NATO Switches to Smart Defense

16:54 23.05.2012 • Sergey Filatov , International Affairs observer

The May 20-21, 2012 NATO summit which convened in Chicago, announced the Alliance's strategic turn to defense on the worldwide scale. The forum further rolled out the smart defense concept which, as NATO Secretary General Anders Rasmussen explained, implies 'a renewed culture of cooperation'1. The alliance, according to its Secretary General, is moving towards a profound transformation, the purpose being to emerge as a pole in the security network spanning most of the world's countries and organizations. “Chicago will not be the end of our efforts, only the start,” said Rasmussen2.

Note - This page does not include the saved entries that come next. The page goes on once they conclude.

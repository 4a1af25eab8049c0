mod boot;
mod realtime;
mod signals;
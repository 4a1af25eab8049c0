//! Mill Common Library
//!
//! Shared constants, state enums, realtime flag sets and configuration
//! loading for the mill supervisor workspace.
//!
//! # Module Structure
//!
//! - [`consts`] - Axis count and override limits
//! - [`config`] - Configuration loading traits and types
//! - [`supervisor`] - Operating state, signal flags, boot policy
//! - [`prelude`] - Common re-exports for convenience
//!
//! # Usage
//!
//! ```rust
//! use mill_common::prelude::*;
//!
//! let flags = ExecState::FEED_HOLD | ExecState::STATUS_REPORT;
//! assert!(flags.contains(ExecState::FEED_HOLD));
//! assert_eq!(OperatingState::default(), OperatingState::Idle);
//! ```

pub mod config;
pub mod consts;
pub mod prelude;
pub mod supervisor;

Translated into commonly understood language, the above amounts to NATO's bid for global control. It is worth noting that, unprecedentedly, the summit drew to the City of Winds a total of 28 country leaders and represented a concert of over 50 countries3. The list of guests ranged from UN Secretary General Ban Ki-moon (and that alone gave an idea of the relative positions of the UN and NATO in the global hierarchy!), to Ukrainian president V. Yanukovych, Afghanistan's H. Karzai, and the heads of a dozen of NATO's newly gained partner-countries - Qatar, Jordan, and Morocco - which  assisted NATO in the campaign against late M. Gaddafi. More would have gladly shown up but were not rewarded with invitations.  For example, due to the ferocious objections voiced by Turkey, Israel was left out, as were the rising heavyweights China and India.

Moscow expressed its position with utmost clarity when deputy chief of the Russian foreign ministry S. Ryabkov said the Russian leader's visit to the Chicago summit was unlikely4. The  key problem which currently mars the relations between NATO and Moscow is that the alliance is determined to press ahead with the deployment of missile defense infrastructures in the proximity of the Russian borders and declines Moscow's recurrent requests to guarantee that no erosion of the Russian nuclear deterrent will follow.

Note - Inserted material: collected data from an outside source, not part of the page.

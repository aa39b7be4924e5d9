//! Readiness detection: waiting for the daemon's authentication cookie.

use std::path::{Path, PathBuf};

use notify::{recommended_watcher, RecursiveMode, Watcher};
use tokio::sync::mpsc;
use tracing::{debug, trace};

use crate::error::{Error, Result};

/// Wait until `filename` inside `dir` exists with non-empty contents and
/// return its bytes.
///
/// The watcher registers for directory change events before the first
/// probe, so a file written earlier is still observed. Read failures while
/// waiting are expected (the daemon has not produced the cookie yet) and
/// keep the watch alive; only a failure to watch the directory at all is
/// fatal.
pub(crate) async fn wait_for_file(dir: &Path, filename: &str) -> Result<Vec<u8>> {
    let target: PathBuf = dir.join(filename);
    let (tx, mut rx) = mpsc::channel::<()>(16);

    let mut watcher = recommended_watcher(move |event: notify::Result<notify::Event>| {
        if event.is_ok() {
            let _ = tx.try_send(());
        }
    })
    .map_err(|e| Error::Filesystem(format!("watcher init failed: {e}")))?;

    watcher
        .watch(dir, RecursiveMode::NonRecursive)
        .map_err(|e| Error::Filesystem(format!("cannot watch {}: {e}", dir.display())))?;

    loop {
        match tokio::fs::read(&target).await {
            Ok(bytes) if !bytes.is_empty() => {
                debug!(path = %target.display(), len = bytes.len(), "readiness file present");
                return Ok(bytes);
            }
            Ok(_) => trace!(path = %target.display(), "readiness file still empty"),
            Err(e) => {
                trace!(path = %target.display(), error = %e, "readiness file not readable yet");
            }
        }
        if rx.recv().await.is_none() {
            return Err(Error::Filesystem("readiness watcher stopped".into()));
        }
    }
}

#[cfg(test)]
mod tests {
    use super::*;
    use std::time::Duration;

    #[tokio::test]
    async fn test_detects_file_written_after_watch_begins() {
        let dir = tempfile::tempdir().expect("tempdir");
        let path = dir.path().to_path_buf();
        let writer = tokio::spawn({
            let path = path.clone();
            async move {
                tokio::time::sleep(Duration::from_millis(50)).await;
                tokio::fs::write(path.join("cookie"), b"secret").await.expect("write cookie");
            }
        });

        let bytes = tokio::time::timeout(
            Duration::from_secs(5),
            wait_for_file(&path, "cookie"),
        )
        .await
        .expect("watch timed out")
        .expect("watch failed");
        assert_eq!(bytes, b"secret");
        writer.await.expect("writer task");
    }

    #[tokio::test]
    async fn test_detects_preexisting_file() {
        let dir = tempfile::tempdir().expect("tempdir");
        std::fs::write(dir.path().join("cookie"), b"already-there").expect("write cookie");

        let bytes = tokio::time::timeout(
            Duration::from_secs(5),
            wait_for_file(dir.path(), "cookie"),
        )
        .await
        .expect("watch timed out")
        .expect("watch failed");
        assert_eq!(bytes, b"already-there");
    }

    #[tokio::test]
    async fn test_missing_directory_is_fatal() {
        let dir = tempfile::tempdir().expect("tempdir");
        let gone = dir.path().join("nope");
        let result = wait_for_file(&gone, "cookie").await;
        assert!(matches!(result, Err(Error::Filesystem(_))));
    }
}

Once the chances to organize a top-level NATO-Russia meeting evaporated, the Chicago summit planners took a completely unexpected step and, at least on the verbal level, demonstrated a hitherto unseen drift of the alliance's position on the guarantees to Russia concerning its security vis-a-vis the  upcoming missile defense system. US president B. Obama said in Chicago: “Since this system is neither aimed at nor undermines Russia’s strategic deterrent, I continue to believe that missile defense can be an area of cooperation with Russia.”5. One could infer from his statement that the summit declaration was about to reflect the position. The summit documents, realistically speaking, carry  no promise of guarantees to Russia, while Russia holds strongly that it will not suffice with anything short of a formal and  legally binding agreement.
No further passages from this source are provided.